> _TASK BRIEF_: Nothing but the lines from the one with "an ordering clause." down to the one with "pub fn limit(mut" should be returned, exactly and with both ends included, from the material below.

** Opening DATA SHOWN block **

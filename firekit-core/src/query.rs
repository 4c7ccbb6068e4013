//! Collection queries.
//!
//! A [`Query`] names a collection, zero or more [`Filter`]s (combined with
//! AND), an optional ordering and an optional limit. It can be checked with
//! [`Query::validate`] and evaluated over in-memory snapshots with
//! [`Query::execute`]. Remote backends translate it to their own wire form.

use std::cmp::Ordering;
use std::fmt;
use std::str::FromStr;

use firekit_types::{
    get_field, validate_collection_path, DocumentSnapshot, Fields, PathError, Value,
};
use thiserror::Error;

use crate::ordering::{compare_values, type_rank, values_equal};

/// Maximum number of values in an `in`, `not-in` or `array-contains-any` operand.
pub const MAX_DISJUNCTION_VALUES: usize = 30;

/// Query construction errors.
#[derive(Debug, Clone, PartialEq, Error)]
pub enum QueryError {
    /// Collection path is malformed.
    #[error("invalid collection: {0}")]
    Path(#[from] PathError),

    /// Operator string is not recognised.
    #[error("unknown operator: {0}")]
    UnknownOperator(String),

    /// Direction string is not recognised.
    #[error("unknown direction: {0}")]
    UnknownDirection(String),

    /// A filter or order names an empty field path.
    #[error("empty field path")]
    EmptyField,

    /// Operator needs an array operand of bounded size.
    #[error("operator {op} needs an array of 1 to {max} values")]
    InvalidDisjunction {
        /// The offending operator.
        op: Operator,
        /// Upper bound on operand size.
        max: usize,
    },

    /// More than one array-membership filter.
    #[error("only one array-contains or array-contains-any filter is allowed")]
    MultipleArrayFilters,

    /// More than one negation filter.
    #[error("only one != or not-in filter is allowed")]
    MultipleNegations,

    /// `in` and `not-in` in the same query.
    #[error("in and not-in cannot be combined")]
    InWithNotIn,

    /// Limit of zero.
    #[error("limit must be greater than zero")]
    ZeroLimit,
}

/// Comparison operator of a filter.
#[derive(Debug, Clone, Copy, PartialEq, Eq, Hash)]
pub enum Operator {
    /// `==`
    Equal,
    /// `!=`
    NotEqual,
    /// `<`
    LessThan,
    /// `<=`
    LessThanOrEqual,
    /// `>`
    GreaterThan,
    /// `>=`
    GreaterThanOrEqual,
    /// `array-contains`
    ArrayContains,
    /// `array-contains-any`
    ArrayContainsAny,
    /// `in`
    In,
    /// `not-in`
    NotIn,
}

impl Operator {
    /// The operator's string form, as accepted by [`Operator::from_str`].
    pub fn as_str(&self) -> &'static str {
        match self {
            Operator::Equal => "==",
            Operator::NotEqual => "!=",
            Operator::LessThan => "<",
            Operator::LessThanOrEqual => "<=",
            Operator::GreaterThan => ">",
            Operator::GreaterThanOrEqual => ">=",
            Operator::ArrayContains => "array-contains",
            Operator::ArrayContainsAny => "array-contains-any",
            Operator::In => "in",
            Operator::NotIn => "not-in",
        }
    }

    fn takes_array_operand(&self) -> bool {
        matches!(
            self,
            Operator::In | Operator::NotIn | Operator::ArrayContainsAny
        )
    }
}

impl fmt::Display for Operator {
    fn fmt(&self, f: &mut fmt::Formatter<'_>) -> fmt::Result {
        f.write_str(self.as_str())
    }
}

impl FromStr for Operator {
    type Err = QueryError;

    fn from_str(s: &str) -> Result<Self, Self::Err> {
        Ok(match s.trim() {
            "==" => Operator::Equal,
            "!=" => Operator::NotEqual,
            "<" => Operator::LessThan,
            "<=" => Operator::LessThanOrEqual,
            ">" => Operator::GreaterThan,
            ">=" => Operator::GreaterThanOrEqual,
            "array-contains" => Operator::ArrayContains,
            "array-contains-any" => Operator::ArrayContainsAny,
            "in" => Operator::In,
            "not-in" => Operator::NotIn,
            other => return Err(QueryError::UnknownOperator(other.to_string())),
        })
    }
}

/// Sort direction.
#[derive(Debug, Clone, Copy, PartialEq, Eq, Hash, Default)]
pub enum Direction {
    /// Smallest first
    #[default]
    Ascending,
    /// Largest first
    Descending,
}

impl FromStr for Direction {
    type Err = QueryError;

    fn from_str(s: &str) -> Result<Self, Self::Err> {
        match s.trim().to_ascii_lowercase().as_str() {
            "asc" | "ascending" => Ok(Direction::Ascending),
            "desc" | "descending" => Ok(Direction::Descending),
            other => Err(QueryError::UnknownDirection(other.to_string())),
        }
    }
}

/// A single field condition.
#[derive(Debug, Clone, PartialEq)]
pub struct Filter {
    /// Dotted field path.
    pub field: String,
    /// Comparison operator.
    pub op: Operator,
    /// Operand.
    pub value: Value,
}

impl Filter {
    /// Create a filter.
    pub fn new(field: &str, op: Operator, value: impl Into<Value>) -> Self {
        Self {
            field: field.to_string(),
            op,
            value: value.into(),
        }
    }

    /// Shorthand for an equality filter.
    pub fn equal(field: &str, value: impl Into<Value>) -> Self {
        Self::new(field, Operator::Equal, value)
    }

    /// Shorthand for an array-membership filter.
    pub fn array_contains(field: &str, value: impl Into<Value>) -> Self {
        Self::new(field, Operator::ArrayContains, value)
    }

    /// Whether the document fields satisfy this filter.
    ///
    /// A document that lacks the field never matches.
    pub fn matches(&self, fields: &Fields) -> bool {
        let Some(actual) = get_field(fields, &self.field) else {
            return false;
        };
        let operand = &self.value;

        match self.op {
            Operator::Equal => values_equal(actual, operand),
            Operator::NotEqual => {
                !matches!(actual, Value::Null) && !values_equal(actual, operand)
            }
            Operator::LessThan => same_class_cmp(actual, operand) == Some(Ordering::Less),
            Operator::LessThanOrEqual => matches!(
                same_class_cmp(actual, operand),
                Some(Ordering::Less | Ordering::Equal)
            ),
            Operator::GreaterThan => same_class_cmp(actual, operand) == Some(Ordering::Greater),
            Operator::GreaterThanOrEqual => matches!(
                same_class_cmp(actual, operand),
                Some(Ordering::Greater | Ordering::Equal)
            ),
            Operator::ArrayContains => actual
                .as_array()
                .is_some_and(|items| items.iter().any(|item| values_equal(item, operand))),
            Operator::ArrayContainsAny => {
                let (Some(items), Some(candidates)) = (actual.as_array(), operand.as_array())
                else {
                    return false;
                };
                items
                    .iter()
                    .any(|item| candidates.iter().any(|c| values_equal(item, c)))
            }
            Operator::In => operand
                .as_array()
                .is_some_and(|candidates| candidates.iter().any(|c| values_equal(actual, c))),
            Operator::NotIn => {
                !matches!(actual, Value::Null)
                    && operand.as_array().is_some_and(|candidates| {
                        !candidates.iter().any(|c| values_equal(actual, c))
                    })
            }
        }
    }
}

/// Range comparisons only hold between values of the same type class.
fn same_class_cmp(actual: &Value, operand: &Value) -> Option<Ordering> {
    (type_rank(actual) == type_rank(operand)).then(|| compare_values(actual, operand))
}

/// One ordering clause.
#[derive(Debug, Clone, PartialEq, Eq)]
pub struct Order {
    /// Dotted field path.
    pub field: String,
    /// Sort direction.
    pub direction: Direction,
}

/// A collection query.
#[derive(Debug, Clone, PartialEq)]
pub struct Query {
    /// Collection path, e.g. `users` or `users/alice/posts`.
    pub collection: String,
    /// Filters, combined with AND.
    pub filters: Vec<Filter>,
    /// Ordering clauses, applied in sequence.
    pub orders: Vec<Order>,
    /// Maximum number of results.
    pub limit: Option<u32>,
}

impl Query {
    /// Start a query over every document in a collection.
    pub fn collection(path: &str) -> Self {
        Self {
            collection: path.trim_matches('/').to_string(),
            filters: Vec::new(),
            orders: Vec::new(),
            limit: None,
        }
    }

    /// Add a filter.
    pub fn filter(mut self, filter: Filter) -> Self {
        self.filters.push(filter);
        self
    }

    /// Shorthand for `filter(Filter::new(field, op, value))`.
    pub fn where_field(self, field: &str, op: Operator, value: impl Into<Value>) -> Self {
        self.filter(Filter::new(field, op, value))
    }

    /// Add an ordering clause.
    pub fn order_by(mut self, field: &str, direction: Direction) -> Self {
        self.orders.push(Order {
            field: field.to_string(),
            direction,
        });
        self
    }

    /// Cap the number of results.
    pub fn limit(mut self, limit: u32) -> Self {
        self.limit = Some(limit);
        self
    }

    /// Check the query against the store's structural rules.
    pub fn validate(&self) -> Result<(), QueryError> {
        validate_collection_path(&self.collection)?;

        let mut array_filters = 0;
        let mut negations = 0;
        let mut has_in = false;
        let mut has_not_in = false;

        for filter in &self.filters {
            if filter.field.is_empty() {
                return Err(QueryError::EmptyField);
            }
            if filter.op.takes_array_operand() {
                let size = filter.value.as_array().map(<[Value]>::len).unwrap_or(0);
                if size == 0 || size > MAX_DISJUNCTION_VALUES {
                    return Err(QueryError::InvalidDisjunction {
                        op: filter.op,
                        max: MAX_DISJUNCTION_VALUES,
                    });
                }
            }
            match filter.op {
                Operator::ArrayContains | Operator::ArrayContainsAny => array_filters += 1,
                Operator::NotEqual => negations += 1,
                Operator::NotIn => {
                    negations += 1;
                    has_not_in = true;
                }
                Operator::In => has_in = true,
                _ => {}
            }
        }

        if array_filters > 1 {
            return Err(QueryError::MultipleArrayFilters);
        }
        if negations > 1 {
            return Err(QueryError::MultipleNegations);
        }
        if has_in && has_not_in {
            return Err(QueryError::InWithNotIn);
        }
        if self.orders.iter().any(|o| o.field.is_empty()) {
            return Err(QueryError::EmptyField);
        }
        if self.limit == Some(0) {
            return Err(QueryError::ZeroLimit);
        }
        Ok(())
    }

    /// Evaluate the query over a set of snapshots.
    ///
    /// Snapshots outside the query's collection are ignored. Documents that
    /// lack an ordered field are dropped. Ties sort by document path in the
    /// direction of the last order; unordered queries sort by path ascending.
    pub fn execute<I>(&self, docs: I) -> Vec<DocumentSnapshot>
    where
        I: IntoIterator<Item = DocumentSnapshot>,
    {
        let mut matched: Vec<DocumentSnapshot> = docs
            .into_iter()
            .filter(|doc| doc.reference.collection_path() == self.collection)
            .filter(|doc| self.filters.iter().all(|f| f.matches(&doc.fields)))
            .filter(|doc| {
                self.orders
                    .iter()
                    .all(|o| get_field(&doc.fields, &o.field).is_some())
            })
            .collect();

        matched.sort_by(|a, b| self.compare_docs(a, b));

        if let Some(limit) = self.limit {
            matched.truncate(limit as usize);
        }
        matched
    }

    fn compare_docs(&self, a: &DocumentSnapshot, b: &DocumentSnapshot) -> Ordering {
        for order in &self.orders {
            let (Some(left), Some(right)) = (
                get_field(&a.fields, &order.field),
                get_field(&b.fields, &order.field),
            ) else {
                continue;
            };
            let ord = match order.direction {
                Direction::Ascending => compare_values(left, right),
                Direction::Descending => compare_values(right, left),
            };
            if ord != Ordering::Equal {
                return ord;
            }
        }
        match self.orders.last().map(|o| o.direction) {
            Some(Direction::Descending) => b.reference.cmp(&a.reference),
            _ => a.reference.cmp(&b.reference),
        }
    }
}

** Closing DATA SHOWN block **

> _RESULT_:
    /// Add an ordering clause.
    pub fn order_by(mut self, field: &str, direction: Direction) -> Self {
        self.orders.push(Order {
            field: field.to_string(),
            direction,
        });
        self
    }

    /// Cap the number of results.
    pub fn limit(mut self, limit: u32) -> Self {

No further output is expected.